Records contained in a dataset
//! Bounded exponential backoff.

use std::time::Duration;

/// Configuration for the retry policy.
#[derive(Debug, Clone)]
pub struct RetryConfig {
    /// Total number of tries, the first one included.
    pub max_attempts: u32,
    /// Delay after the first failure.
    pub initial_backoff: Duration,
    /// Caps exponential growth.
    pub max_backoff: Duration,
    /// Multiplier applied to the delay after each further failure.
    pub multiplier: f64,
}

impl Default for RetryConfig {
    fn default() -> Self {
        Self {
            max_attempts: 5,
            initial_backoff: Duration::from_millis(500),
            max_backoff: Duration::from_secs(30),
            multiplier: 2.0,
        }
    }
}

/// Stateless retry policy: computes the next delay from the failure count.
#[derive(Debug, Clone)]
pub struct RetryPolicy {
    pub config: RetryConfig,
}

impl RetryPolicy {
    pub fn new(config: RetryConfig) -> Self {
        Self { config }
    }

    /// Delay to wait after `failures` consecutive failures (1-based), or
    /// `None` once the attempt budget is spent.
    pub fn delay_after(&self, failures: u32) -> Option<Duration> {
        if failures == 0 || failures >= self.config.max_attempts {
            return None;
        }
        let base_ms = self.config.initial_backoff.as_millis() as f64
            * self.config.multiplier.powi((failures - 1) as i32);
        let cap_ms = self.config.max_backoff.as_millis() as f64;
        Some(Duration::from_millis(base_ms.min(cap_ms) as u64))
    }

    /// Returns `true` if another try is allowed after `failures` failures.
    pub fn should_retry(&self, failures: u32) -> bool {
        failures < self.config.max_attempts
    }
}
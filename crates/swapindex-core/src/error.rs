//! Error types for the swapindex pipeline.

use thiserror::Error;

/// Errors that can occur while scanning, storing or querying swaps.
#[derive(Debug, Error)]
pub enum IndexerError {
    #[error("Transient fetch error at height {height}: {reason}")]
    TransientFetch { height: u64, reason: String },

    #[error("Fetch for height {height} failed after {attempts} attempts: {reason}")]
    FetchExhausted {
        height: u64,
        attempts: u32,
        reason: String,
    },

    #[error("Permanent fetch error at height {height}: {reason}")]
    PermanentFetch { height: u64, reason: String },

    #[error("Chain tip unavailable after {attempts} attempts: {reason}")]
    TipUnavailable { attempts: u32, reason: String },

    #[error(
        "Malformed swap event at height {height} (tx {tx_index}, event {event_index}): {reason}"
    )]
    MalformedEvent {
        height: u64,
        tx_index: u32,
        event_index: u32,
        reason: String,
    },

    #[error("Storage error: {0}")]
    Storage(String),

    #[error("Consistency violation: {0}")]
    ConsistencyViolation(String),

    #[error("Invalid configuration: {0}")]
    Config(String),

    #[error("Not found: {0}")]
    NotFound(String),
}

impl IndexerError {
    /// Returns `true` if retrying the same operation may succeed.
    pub fn is_retryable(&self) -> bool {
        matches!(self, Self::TransientFetch { .. } | Self::Storage(_))
    }

    /// Returns `true` if the scanner must halt without advancing the cursor.
    pub fn is_fatal(&self) -> bool {
        matches!(
            self,
            Self::FetchExhausted { .. }
                | Self::PermanentFetch { .. }
                | Self::TipUnavailable { .. }
                | Self::MalformedEvent { .. }
                | Self::ConsistencyViolation(_)
                | Self::Config(_)
        )
    }
}

#[cfg(test)]
mod tests {
    use super::*;

    #[test]
    fn classification() {
        let transient = IndexerError::TransientFetch {
            height: 5,
            reason: "timeout".into(),
        };
        assert!(transient.is_retryable());
        assert!(!transient.is_fatal());

        let exhausted = IndexerError::FetchExhausted {
            height: 5,
            attempts: 3,
            reason: "timeout".into(),
        };
        assert!(!exhausted.is_retryable());
        assert!(exhausted.is_fatal());

        assert!(IndexerError::Storage("locked".into()).is_retryable());
        assert!(IndexerError::ConsistencyViolation("root".into()).is_fatal());
        assert!(!IndexerError::NotFound("key".into()).is_fatal());
    }

    #[test]
    fn malformed_message_names_position() {
        let err = IndexerError::MalformedEvent {
            height: 17777010,
            tx_index: 2,
            event_index: 7,
            reason: "missing attribute 'pool_id'".into(),
        };
        let msg = err.to_string();
        assert!(msg.contains("17777010"));
        assert!(msg.contains("tx 2"));
        assert!(msg.contains("event 7"));
        assert!(msg.contains("pool_id"));
    }
}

Exercise requirements:
Lines with the word "None": report how many there are in the entries, as a bare number.

Written reply:
2